Australian kangaroo sanctuary founder

Chris Barns, nicknamed "Brolga", is an Australian kangaroo carer. He is the founder of the Kangaroo Sanctuary in Alice Springs. Barns and the Kangaroo Sanctuary came to greater international attention when Roger, one of the earlier kangaroos which he adopted, went viral for his muscular physique. Barns was featured in the 2013 BBC documentary series Kangaroo Dundee and served as the inspiration for the 2025 film Kangaroo.

== Early life ==
Barns grew up in Perth in Western Australia, in the 1970s and was a shy child who did not excel in school. He partially attributes this to being 6 feet (182cms) tall by his early teens. Barns left home at the age of 17 to work as a zoo keeper in Broome, going to work at several wildlife parks before starting work as a tour guide.

== Work with kangaroos ==

In the early 2000s, while working as a tour guide running tours between Alice Springs and Uluru, Barns came across a joey, still in its dead mother's pouch, near Curtin Springs. The kangaroo mother, who had been hit by a car, had been dead for some time. With the help of a nurse on the tour, Barns managed to free the 4-month-old joey. The tour group named it Anna (later renamed Palau). This experience made Barns angry about how many vehicles had already driven past the dead mother and not thought to check that she may have a joey. He decided that it would be his mission to tell people about how to check for this.

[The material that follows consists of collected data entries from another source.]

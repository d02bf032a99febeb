//! Read-only Xcode project model.
//!
//! Parses `.pbxproj` files (OpenStep property lists) and XML property lists
//! into a tagged-union [`Value`], and exposes the pieces of the project model
//! that code-signing resolution needs: targets, product types, dependency
//! edges, build configurations and build-setting resolution.
//!
//! Nothing in this crate mutates a project or writes back to disk.

mod build_settings;
mod openstep;
mod project;
mod value;
mod xmlplist;

pub use build_settings::resolve_build_setting;
pub use openstep::{parse_pbxproj, OpenStepError};
pub use project::{BuildConfiguration, Dependency, Project, ProductType, Target};
pub use value::Value;
pub use xmlplist::{parse_xml_plist, XmlPlistError};

use std::path::PathBuf;

/// Errors from opening or interpreting a project file.
#[derive(Debug, thiserror::Error)]
pub enum ProjectError {
    #[error("failed to read {}: {source}", path.display())]
    Read {
        path: PathBuf,
        source: std::io::Error,
    },

    #[error("failed to parse {}: {message}", path.display())]
    Parse { path: PathBuf, message: String },

    #[error("malformed project: {0}")]
    Malformed(String),
}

Following this, in 2005, Barns started the first incarnation of the Kangaroo Sanctuary, the Baby Kangaroo Rescue Centre, and many joeys started being sent to him, mostly through a combination of road accidents and hunting. In 2007 alone, 75 joeys were brought into the sanctuary, including Roger on 24 May 2007; it was initially thought he would not survive long.

In 2009, after exceeding capacity at the existing site, Barns moved to what is now known as the Kangaroo Sanctuary, funded primarily by donation and entry fees.

In 2013, Barns and the sanctuary were featured in the BBC documentary series Kangaroo Dundee, a six-part series which he followed up with the book Kangaroo Dundee with James Knight.

In 2014, Barns married Tahnee Passmore and they share their home with a family of joeys. Barns has said that:

"Home is the bush - I have my home where my parents are ... and then the home in my spirit is the bush. And the bush can be anywhere - it's that sense of freedom ... that's where I'm happiest."